=== Input data ===

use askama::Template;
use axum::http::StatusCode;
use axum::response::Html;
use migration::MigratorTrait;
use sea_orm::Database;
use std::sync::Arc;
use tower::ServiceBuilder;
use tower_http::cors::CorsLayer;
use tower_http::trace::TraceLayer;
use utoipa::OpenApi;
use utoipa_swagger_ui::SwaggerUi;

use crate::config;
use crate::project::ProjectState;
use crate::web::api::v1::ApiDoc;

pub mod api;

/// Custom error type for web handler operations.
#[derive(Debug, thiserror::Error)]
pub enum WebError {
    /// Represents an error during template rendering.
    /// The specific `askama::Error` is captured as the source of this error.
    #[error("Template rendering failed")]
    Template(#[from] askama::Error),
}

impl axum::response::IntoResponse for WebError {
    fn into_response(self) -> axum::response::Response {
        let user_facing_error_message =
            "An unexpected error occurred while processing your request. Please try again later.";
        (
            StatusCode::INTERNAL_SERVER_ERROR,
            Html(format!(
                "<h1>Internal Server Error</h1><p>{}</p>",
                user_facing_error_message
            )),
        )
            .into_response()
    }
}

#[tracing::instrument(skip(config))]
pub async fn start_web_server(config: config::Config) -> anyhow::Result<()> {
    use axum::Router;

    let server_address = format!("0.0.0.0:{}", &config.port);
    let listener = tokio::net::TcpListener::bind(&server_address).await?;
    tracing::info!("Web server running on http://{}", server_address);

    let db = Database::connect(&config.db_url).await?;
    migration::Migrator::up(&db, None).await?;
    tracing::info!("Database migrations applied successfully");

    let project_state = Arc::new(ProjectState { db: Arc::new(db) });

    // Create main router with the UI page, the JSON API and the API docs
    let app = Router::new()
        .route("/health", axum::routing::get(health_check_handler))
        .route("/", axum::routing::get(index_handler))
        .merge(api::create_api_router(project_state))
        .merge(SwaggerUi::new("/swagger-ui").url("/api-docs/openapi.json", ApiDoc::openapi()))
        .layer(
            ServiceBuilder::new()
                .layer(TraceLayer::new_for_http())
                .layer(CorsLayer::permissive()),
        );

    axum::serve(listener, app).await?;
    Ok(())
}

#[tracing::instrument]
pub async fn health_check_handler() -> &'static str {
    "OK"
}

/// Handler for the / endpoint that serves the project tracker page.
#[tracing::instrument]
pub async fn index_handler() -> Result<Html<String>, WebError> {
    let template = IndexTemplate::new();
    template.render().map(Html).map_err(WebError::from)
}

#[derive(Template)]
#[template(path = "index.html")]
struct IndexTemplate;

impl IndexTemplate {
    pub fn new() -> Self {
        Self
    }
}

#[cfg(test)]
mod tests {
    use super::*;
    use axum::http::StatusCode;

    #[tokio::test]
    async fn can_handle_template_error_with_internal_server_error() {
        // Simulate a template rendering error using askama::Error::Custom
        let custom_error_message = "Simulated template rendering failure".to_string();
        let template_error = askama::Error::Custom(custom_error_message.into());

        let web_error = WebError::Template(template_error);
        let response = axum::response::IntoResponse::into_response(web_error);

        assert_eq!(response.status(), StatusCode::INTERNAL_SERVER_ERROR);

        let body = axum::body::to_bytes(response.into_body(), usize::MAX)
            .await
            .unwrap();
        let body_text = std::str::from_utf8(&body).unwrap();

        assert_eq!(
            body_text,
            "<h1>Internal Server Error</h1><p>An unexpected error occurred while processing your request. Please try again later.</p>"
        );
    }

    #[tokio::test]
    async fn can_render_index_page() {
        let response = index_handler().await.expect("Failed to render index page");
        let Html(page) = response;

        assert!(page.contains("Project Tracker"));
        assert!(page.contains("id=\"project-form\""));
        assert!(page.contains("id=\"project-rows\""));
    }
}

===
=== Input data ===

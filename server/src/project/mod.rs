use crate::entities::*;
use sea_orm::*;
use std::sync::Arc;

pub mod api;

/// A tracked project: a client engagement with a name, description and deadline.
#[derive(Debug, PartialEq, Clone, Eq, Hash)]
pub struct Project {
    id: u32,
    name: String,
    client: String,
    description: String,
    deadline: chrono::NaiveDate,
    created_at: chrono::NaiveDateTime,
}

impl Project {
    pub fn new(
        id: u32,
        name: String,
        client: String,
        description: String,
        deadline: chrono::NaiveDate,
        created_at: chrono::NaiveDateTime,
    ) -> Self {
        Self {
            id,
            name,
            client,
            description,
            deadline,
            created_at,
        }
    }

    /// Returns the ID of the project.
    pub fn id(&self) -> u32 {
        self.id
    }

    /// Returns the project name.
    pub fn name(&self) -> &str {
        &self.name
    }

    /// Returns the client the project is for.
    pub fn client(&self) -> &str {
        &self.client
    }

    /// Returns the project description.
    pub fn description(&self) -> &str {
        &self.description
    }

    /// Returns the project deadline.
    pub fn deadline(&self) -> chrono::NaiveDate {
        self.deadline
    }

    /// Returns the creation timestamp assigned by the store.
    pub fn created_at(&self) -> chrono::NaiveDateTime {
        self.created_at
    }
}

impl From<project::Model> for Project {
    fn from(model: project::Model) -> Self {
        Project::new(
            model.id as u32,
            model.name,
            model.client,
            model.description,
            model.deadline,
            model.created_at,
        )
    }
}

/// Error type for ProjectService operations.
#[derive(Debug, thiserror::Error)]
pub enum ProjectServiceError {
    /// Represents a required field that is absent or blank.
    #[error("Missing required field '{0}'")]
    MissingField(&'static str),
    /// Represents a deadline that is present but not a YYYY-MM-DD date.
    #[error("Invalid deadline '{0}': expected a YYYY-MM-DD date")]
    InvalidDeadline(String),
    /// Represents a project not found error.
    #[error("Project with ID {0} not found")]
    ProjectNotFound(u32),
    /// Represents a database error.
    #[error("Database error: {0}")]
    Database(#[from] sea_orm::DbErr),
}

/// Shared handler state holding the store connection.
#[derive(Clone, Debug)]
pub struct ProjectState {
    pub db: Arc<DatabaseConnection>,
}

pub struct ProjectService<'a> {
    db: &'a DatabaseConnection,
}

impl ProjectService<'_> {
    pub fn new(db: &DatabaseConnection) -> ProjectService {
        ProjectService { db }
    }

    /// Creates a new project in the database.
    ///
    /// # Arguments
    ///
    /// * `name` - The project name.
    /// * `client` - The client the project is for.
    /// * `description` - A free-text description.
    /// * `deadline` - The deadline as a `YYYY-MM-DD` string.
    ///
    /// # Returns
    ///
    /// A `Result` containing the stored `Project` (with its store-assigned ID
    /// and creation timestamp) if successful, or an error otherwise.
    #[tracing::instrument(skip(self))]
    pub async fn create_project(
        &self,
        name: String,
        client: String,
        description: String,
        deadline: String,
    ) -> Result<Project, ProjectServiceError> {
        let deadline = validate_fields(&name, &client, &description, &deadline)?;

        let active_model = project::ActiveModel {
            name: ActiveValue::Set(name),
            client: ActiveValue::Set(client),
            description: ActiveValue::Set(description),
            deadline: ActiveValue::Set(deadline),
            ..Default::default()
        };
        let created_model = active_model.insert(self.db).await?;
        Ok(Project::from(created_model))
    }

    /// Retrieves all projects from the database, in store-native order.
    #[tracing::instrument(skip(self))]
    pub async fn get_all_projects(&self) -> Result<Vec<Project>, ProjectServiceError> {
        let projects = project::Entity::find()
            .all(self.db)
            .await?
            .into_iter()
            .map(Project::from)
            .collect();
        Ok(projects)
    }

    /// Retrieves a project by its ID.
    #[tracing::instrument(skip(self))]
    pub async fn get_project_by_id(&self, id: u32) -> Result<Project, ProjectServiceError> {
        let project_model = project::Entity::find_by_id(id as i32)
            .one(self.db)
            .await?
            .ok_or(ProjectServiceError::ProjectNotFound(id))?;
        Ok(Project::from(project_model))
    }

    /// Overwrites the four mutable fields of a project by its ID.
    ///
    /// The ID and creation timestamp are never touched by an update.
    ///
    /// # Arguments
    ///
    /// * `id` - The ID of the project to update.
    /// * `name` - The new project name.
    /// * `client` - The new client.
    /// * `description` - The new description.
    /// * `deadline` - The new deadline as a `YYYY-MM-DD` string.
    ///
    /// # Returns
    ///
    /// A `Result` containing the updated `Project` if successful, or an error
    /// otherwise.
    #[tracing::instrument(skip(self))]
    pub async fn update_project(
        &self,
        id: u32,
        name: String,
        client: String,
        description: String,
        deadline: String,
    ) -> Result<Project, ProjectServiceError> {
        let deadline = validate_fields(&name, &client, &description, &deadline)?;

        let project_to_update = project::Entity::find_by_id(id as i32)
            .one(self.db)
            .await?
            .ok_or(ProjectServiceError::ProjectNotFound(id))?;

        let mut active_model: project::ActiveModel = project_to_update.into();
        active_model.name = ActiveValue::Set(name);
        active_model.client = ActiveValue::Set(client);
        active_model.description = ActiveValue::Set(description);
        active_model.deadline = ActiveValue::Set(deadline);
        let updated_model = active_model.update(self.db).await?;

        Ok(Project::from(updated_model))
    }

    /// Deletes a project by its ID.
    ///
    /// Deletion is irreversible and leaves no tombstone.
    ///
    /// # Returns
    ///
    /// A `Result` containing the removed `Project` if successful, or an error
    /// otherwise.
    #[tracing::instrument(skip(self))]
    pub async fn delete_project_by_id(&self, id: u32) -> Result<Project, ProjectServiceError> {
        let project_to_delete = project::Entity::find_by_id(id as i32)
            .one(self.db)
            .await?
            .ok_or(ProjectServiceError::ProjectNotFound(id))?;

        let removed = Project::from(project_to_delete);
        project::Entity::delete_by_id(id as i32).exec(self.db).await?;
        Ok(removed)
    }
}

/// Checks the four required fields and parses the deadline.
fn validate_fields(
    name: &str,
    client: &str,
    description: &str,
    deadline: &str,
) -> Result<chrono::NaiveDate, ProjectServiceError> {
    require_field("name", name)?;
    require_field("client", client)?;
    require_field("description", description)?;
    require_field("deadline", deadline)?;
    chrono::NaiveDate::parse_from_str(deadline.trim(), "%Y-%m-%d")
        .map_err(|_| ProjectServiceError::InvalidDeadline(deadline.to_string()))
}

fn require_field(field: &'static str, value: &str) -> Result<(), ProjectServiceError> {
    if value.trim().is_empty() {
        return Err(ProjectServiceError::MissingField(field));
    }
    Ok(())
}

===

*What the task requires*.
Retype the records above, but only those lines that fall between the line containing "use super::*;" and the line containing "error using askama::Error::Custom", with both of those lines included, exactly as written.

*Task answer*.
    use super::*;
    use axum::http::StatusCode;

    #[tokio::test]
    async fn can_handle_template_error_with_internal_server_error() {
        // Simulate a template rendering error using askama::Error::Custom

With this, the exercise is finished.